Type of algorithm with higher frequency compared to enterprise coding tests

   Feb 22, 2025     2 min read

This article examines the types of algorithms with higher frequency compared to corporate coding tests.

Greetings after a long time. I’ve been put off writing due to personal reasons, but I’m thinking of getting myself together and rewriting it!

To prepare for the coding test again, today we looked at the types of algorithms with high frequency that are frequently asked.

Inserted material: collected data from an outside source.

use std::fmt;
use std::path::PathBuf;
use std::str::FromStr;

use serde::Serialize;

/// Track length as seconds plus the platform's display label (`"3:33"`).
#[derive(Debug, Clone, Default, PartialEq, Eq, Serialize)]
pub struct Duration {
    pub seconds: u64,
    pub label: String,
}

impl Duration {
    /// Parse an `m:ss` or `h:mm:ss` label. Returns `None` for anything else.
    pub fn from_label(label: &str) -> Option<Self> {
        let label = label.trim();
        if label.is_empty() {
            return None;
        }
        let mut seconds: u64 = 0;
        let mut parts = 0;
        for part in label.split(':') {
            if part.is_empty() || !part.bytes().all(|b| b.is_ascii_digit()) {
                return None;
            }
            seconds = seconds.checked_mul(60)?.checked_add(part.parse::<u64>().ok()?)?;
            parts += 1;
        }
        if parts > 3 {
            return None;
        }
        Some(Self {
            seconds,
            label: label.to_string(),
        })
    }

    /// Build a duration from seconds, rendering the label the way the
    /// platform does.
    pub fn from_seconds(seconds: u64) -> Self {
        let (h, m, s) = (seconds / 3600, (seconds % 3600) / 60, seconds % 60);
        let label = if h > 0 {
            format!("{}:{:02}:{:02}", h, m, s)
        } else {
            format!("{}:{:02}", m, s)
        };
        Self { seconds, label }
    }
}

/// A track row returned by the music catalog search.
#[derive(Debug, Clone, Default, PartialEq, Eq)]
pub struct CatalogTrack {
    pub video_id: String,
    pub title: String,
    pub artists: Vec<String>,
    pub album: Option<String>,
    pub duration: Duration,
    pub thumbnail_url: String,
}

/// A video row returned by the general video search.
#[derive(Debug, Clone, Default, PartialEq, Eq)]
pub struct VideoEntry {
    pub video_id: String,
    pub title: String,
    pub author: String,
    pub duration: Duration,
    pub thumbnail_url: String,
}

/// Normalized track fields shared by both search result variants.
#[derive(Debug, Clone, Default, PartialEq, Eq, Serialize)]
pub struct Track {
    pub title: String,
    pub artist: String,
    pub video_id: String,
    pub album: String,
    pub duration: Duration,
    pub cover_url: String,
}

/// One merged search result, tagged by the backend it was built from.
#[derive(Debug, Clone, PartialEq, Eq, Serialize)]
#[serde(tag = "source", rename_all = "snake_case")]
pub enum TrackSearchResult {
    MusicCatalog(Track),
    VideoSearch(Track),
}

impl TrackSearchResult {
    pub fn track(&self) -> &Track {
        match self {
            TrackSearchResult::MusicCatalog(track) | TrackSearchResult::VideoSearch(track) => track,
        }
    }

    pub fn is_from_music_catalog(&self) -> bool {
        matches!(self, TrackSearchResult::MusicCatalog(_))
    }

    pub fn source_name(&self) -> &'static str {
        match self {
            TrackSearchResult::MusicCatalog(_) => "YouTube Music",
            TrackSearchResult::VideoSearch(_) => "YouTube",
        }
    }

    pub fn summary(&self) -> String {
        let track = self.track();
        format!(
            "{} [{}] ({})",
            track.title, track.duration.label, track.video_id
        )
    }
}

/// A thumbnail as listed by the platform.
#[derive(Debug, Clone, Default, PartialEq, Eq, Serialize)]
pub struct Thumbnail {
    pub url: String,
    pub width: Option<u32>,
    pub height: Option<u32>,
}

/// Basic video metadata.
#[derive(Debug, Clone, Default, PartialEq, Eq)]
pub struct VideoDetails {
    pub video_id: String,
    pub title: String,
    pub channel: String,
    /// `YYYY-MM-DD`
    pub publish_date: Option<String>,
    pub length_seconds: u64,
    /// Ascending resolution; the last entry is the largest.
    pub thumbnails: Vec<Thumbnail>,
}

impl VideoDetails {
    /// Leading year component of the publish date.
    pub fn publish_year(&self) -> Option<i32> {
        self.publish_date
            .as_deref()
            .and_then(|d| d.split('-').next())
            .and_then(|y| y.trim().parse().ok())
    }
}

/// One encoded variant of a video.
#[derive(Debug, Clone, Default, PartialEq, Eq)]
pub struct Format {
    pub itag: u32,
    pub quality_label: Option<String>,
    pub content_length: Option<u64>,
    pub url: String,
    pub has_video: bool,
    pub has_audio: bool,
}

impl Format {
    /// Vertical resolution from a label such as `"720p60"`.
    pub fn height(&self) -> Option<u32> {
        let label = self.quality_label.as_deref()?;
        let digits: String = label.chars().take_while(|c| c.is_ascii_digit()).collect();
        digits.parse().ok()
    }
}

/// Full video info: details plus available formats.
#[derive(Debug, Clone, Default, PartialEq, Eq)]
pub struct VideoInfo {
    pub details: VideoDetails,
    pub formats: Vec<Format>,
}

/// Requested video quality for format selection.
#[derive(Debug, Clone, Copy, PartialEq, Eq)]
pub enum Quality {
    Itag(u32),
    Highest,
    Lowest,
}

impl Default for Quality {
    fn default() -> Self {
        Quality::Itag(134)
    }
}

impl fmt::Display for Quality {
    fn fmt(&self, f: &mut fmt::Formatter<'_>) -> fmt::Result {
        match self {
            Quality::Itag(itag) => write!(f, "{}", itag),
            Quality::Highest => f.write_str("highest"),
            Quality::Lowest => f.write_str("lowest"),
        }
    }
}

impl FromStr for Quality {
    type Err = String;

    fn from_str(s: &str) -> Result<Self, Self::Err> {
        match s.trim().to_ascii_lowercase().as_str() {
            "highest" => Ok(Quality::Highest),
            "lowest" => Ok(Quality::Lowest),
            other => other
                .parse()
                .map(Quality::Itag)
                .map_err(|_| format!("invalid quality: {}", s)),
        }
    }
}

/// Result of `mp4`: the chosen combined format plus video details.
#[derive(Debug, Clone, PartialEq, Eq, Serialize)]
pub struct VideoFormatInfo {
    pub title: String,
    pub thumb: Option<Thumbnail>,
    pub date: Option<String>,
    pub duration: u64,
    pub channel: String,
    pub quality: Option<String>,
    pub content_length: Option<u64>,
    pub video_url: String,
}

/// Metadata reported by `mp3`.
#[derive(Debug, Clone, PartialEq, Eq, Serialize)]
pub struct VideoMeta {
    pub title: String,
    pub channel: String,
    pub seconds: u64,
}

#[derive(Debug, Clone, PartialEq, Eq, Serialize)]
pub struct Mp3Result {
    pub meta: VideoMeta,
    pub path: PathBuf,
    pub size: u64,
}

/// Result of `download_music`. The file at `path` belongs to the caller.
#[derive(Debug, Clone, PartialEq, Eq, Serialize)]
pub struct MusicResult {
    pub meta: TrackSearchResult,
    pub path: PathBuf,
    pub size: u64,
}

/// Tag values written into a downloaded MP3.
#[derive(Debug, Clone, Default, PartialEq, Eq)]
pub struct Metadata {
    pub title: String,
    pub artist: String,
    /// Cover image URL.
    pub image: String,
    pub album: String,
    pub year: Option<i32>,
}

/// Input to `download_music`.
#[derive(Debug, Clone)]
pub enum MusicQuery {
    Text(String),
    Resolved(Vec<TrackSearchResult>),
}

impl From<&str> for MusicQuery {
    fn from(query: &str) -> Self {
        MusicQuery::Text(query.to_string())
    }
}

impl From<String> for MusicQuery {
    fn from(query: String) -> Self {
        MusicQuery::Text(query)
    }
}

impl From<Vec<TrackSearchResult>> for MusicQuery {
    fn from(results: Vec<TrackSearchResult>) -> Self {
        MusicQuery::Resolved(results)
    }
}

/// Target parameters for the MP3 transcode.
#[derive(Debug, Clone, PartialEq, Eq)]
pub struct Mp3Settings {
    pub sample_rate: u32,
    pub channels: u8,
    pub bitrate_kbps: u32,
    pub codec: String,
    pub container: String,
    /// libmp3lame VBR quality; when set it overrides the fixed bitrate.
    pub vbr_quality: Option<u8>,
}

impl Default for Mp3Settings {
    fn default() -> Self {
        Self {
            sample_rate: 44100,
            channels: 2,
            bitrate_kbps: 128,
            codec: "libmp3lame".to_string(),
            container: "mp3".to_string(),
            vbr_quality: None,
        }
    }
}

#[cfg(test)]
mod tests {
    use super::*;

    #[test]
    fn test_duration_from_label() {
        let d = Duration::from_label("3:33").unwrap();
        assert_eq!(d.seconds, 213);
        assert_eq!(d.label, "3:33");

        assert_eq!(Duration::from_label("1:02:03").unwrap().seconds, 3723);
        assert!(Duration::from_label("LIVE").is_none());
        assert!(Duration::from_label("").is_none());
        assert!(Duration::from_label("3:").is_none());
    }

    #[test]
    fn test_duration_from_oversized_label() {
        assert!(Duration::from_label("999999999999999999:00").is_none());
        assert!(Duration::from_label("99999999999999999999").is_none());
    }

    #[test]
    fn test_duration_from_seconds() {
        assert_eq!(Duration::from_seconds(213).label, "3:33");
        assert_eq!(Duration::from_seconds(3723).label, "1:02:03");
        assert_eq!(Duration::from_seconds(5).label, "0:05");
    }

    #[test]
    fn test_publish_year() {
        let details = VideoDetails {
            publish_date: Some("2009-10-24".to_string()),
            ..Default::default()
        };
        assert_eq!(details.publish_year(), Some(2009));

        let missing = VideoDetails::default();
        assert_eq!(missing.publish_year(), None);
    }

    #[test]
    fn test_quality_parse() {
        assert_eq!("134".parse::<Quality>().unwrap(), Quality::Itag(134));
        assert_eq!("Highest".parse::<Quality>().unwrap(), Quality::Highest);
        assert_eq!("lowest".parse::<Quality>().unwrap(), Quality::Lowest);
        assert!("hd".parse::<Quality>().is_err());
        assert_eq!(Quality::default(), Quality::Itag(134));
    }

    #[test]
    fn test_format_height() {
        let format = Format {
            quality_label: Some("720p60".to_string()),
            ..Default::default()
        };
        assert_eq!(format.height(), Some(720));
        assert_eq!(Format::default().height(), None);
    }

    #[test]
    fn test_search_result_variants() {
        let track = Track {
            title: "Song - Artist".to_string(),
            ..Default::default()
        };
        let catalog = TrackSearchResult::MusicCatalog(track.clone());
        let video = TrackSearchResult::VideoSearch(track);
        assert!(catalog.is_from_music_catalog());
        assert!(!video.is_from_music_catalog());
        assert_eq!(catalog.track().title, "Song - Artist");

        let json = serde_json::to_value(&catalog).unwrap();
        assert_eq!(json["source"], "music_catalog");
        assert_eq!(json["title"], "Song - Artist");
    }
}
use std::path::PathBuf;

use serde::{Deserialize, Serialize};
use tracing::warn;

use crate::error::Result;

pub const DEFAULT_USER_AGENT: &str = "Mozilla/5.0 (Windows NT 10.0; Win64; x64) AppleWebKit/537.36 (KHTML, like Gecko) Chrome/120.0.0.0 Safari/537.36";

#[derive(Debug, Clone, Serialize, Deserialize, Default, PartialEq)]
pub struct Config {
    #[serde(default)]
    pub general: GeneralConfig,
    #[serde(default)]
    pub tools: ToolsConfig,
    #[serde(default)]
    pub http: HttpConfig,
}

#[derive(Debug, Clone, Serialize, Deserialize, PartialEq)]
#[serde(default)]
pub struct GeneralConfig {
    /// Where transcoded files are written before being handed to the caller.
    pub temp_dir: PathBuf,
    /// Interface language (`hl`) sent to YouTube.
    pub language: String,
}

impl Default for GeneralConfig {
    fn default() -> Self {
        Self {
            temp_dir: PathBuf::from("temp"),
            language: "id".to_string(),
        }
    }
}

#[derive(Debug, Clone, Serialize, Deserialize, PartialEq)]
#[serde(default)]
pub struct ToolsConfig {
    pub yt_dlp: PathBuf,
    pub ffmpeg: PathBuf,
}

impl Default for ToolsConfig {
    fn default() -> Self {
        Self {
            yt_dlp: PathBuf::from("yt-dlp"),
            ffmpeg: PathBuf::from("ffmpeg"),
        }
    }
}

#[derive(Debug, Clone, Serialize, Deserialize, PartialEq)]
#[serde(default)]
pub struct HttpConfig {
    pub user_agent: String,
}

impl Default for HttpConfig {
    fn default() -> Self {
        Self {
            user_agent: DEFAULT_USER_AGENT.to_string(),
        }
    }
}

pub fn config_path() -> PathBuf {
    let home = std::env::var("HOME").unwrap_or_else(|_| ".".to_string());
    PathBuf::from(home)
        .join(".config")
        .join("ytmusic-dl")
        .join("config.toml")
}

pub fn load_config() -> Config {
    let path = config_path();
    if !path.exists() {
        return Config::default();
    }
    match std::fs::read_to_string(&path) {
        Ok(content) => parse_config(&content),
        Err(e) => {
            warn!(path = %path.display(), error = %e, "cannot read config, using defaults");
            Config::default()
        }
    }
}

/// Parse TOML config text. Invalid input falls back to defaults.
pub fn parse_config(content: &str) -> Config {
    toml::from_str(content).unwrap_or_else(|e| {
        warn!(error = %e, "invalid config, using defaults");
        Config::default()
    })
}

pub fn save_config(config: &Config) -> Result<()> {
    let path = config_path();
    if let Some(parent) = path.parent() {
        std::fs::create_dir_all(parent)?;
    }
    let content = toml::to_string_pretty(config)
        .map_err(|e| std::io::Error::new(std::io::ErrorKind::InvalidData, e))?;
    std::fs::write(&path, content)?;
    Ok(())
}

  1. an optimization algorithm
    • Depending on the approach of the problem, there are types that need to be solved by the method of iterative statement recursive backtracking.
  2. Prefix sum algorithm
    • There are ways to use number theory, and there are types that need to be solved by DP (top-down, bottom-up), memoization, etc. The problem of bottom-up DP type exists as a way to conceive the ‘ignition equation’.
  3. Full search
    • The most common type of cote, the type of solution by iterative statement recursive backtracking depending on the approach of the problem, exists.
  4. 2D DP
    • Two-dimensional dynamic programming defines a problem in the form of a two-dimensional array and solves the entire problem by solving small problems, which is also used in problems such as string comparison and LIS/LCS. It stores the optimal solution of the partial problem using the array dp[i][j], and calculates the value of the current cell using the values of the previous cells.
  5. LIS, LCS
    • LIS is a method of finding a partial sequence that satisfies the condition that each element is larger than the previous element among the partial sequences made by selecting some elements in the n-individual array with the longest increasing partial sequence.
    • LCS refers to a partial sequence/string that has a common element among two or more sequences or strings and has the longest length.
  6. Two pointers
    • Two pointers are used to navigate an array or list, which solves the problem by moving the pointer to suit the conditions by clumsily moving the starting and ending points. It is usually used to find a specific sum in an array, or to find a sum in a continuous partial array.
  7. Search for this person
    • An algorithm that looks for specific values in an array, halves the search range by comparing the intermediate elements of the array to the values you want to find. It is performed iteratively or recursively, and the time complexity is O(log n). It is mainly used to search for numbers, to find maximum/minimum values that satisfy conditions, and so on.
  8. DFS / BFS
    • With graph navigation algorithms, DFS searches one path to the end and then returns to explore another, using a recursive or stack. BFS searches from the node close to the starting node, and uses a queue. DFS is mainly used for path navigation, maze search, and BFS is useful for shortest distance, and level-by-level navigation.
  9. Dykstra
    • An algorithm that finds the shortest path from one vertex to all other vertices in a weighted graph. Use the priority queue to select the shortest path among the non-visited vertices, and to update the path of the adjacent vertices. It is mainly used for network path optimization, mapping applications, and so on.
  10. Tree
    • It is used to efficiently explore and process data with hierarchical structures. Examples include binary trees, binary search trees, AVL trees, triples, etc. Mainly the types such as traversal (potential, median, posterior), insertion, deletion, search, etc.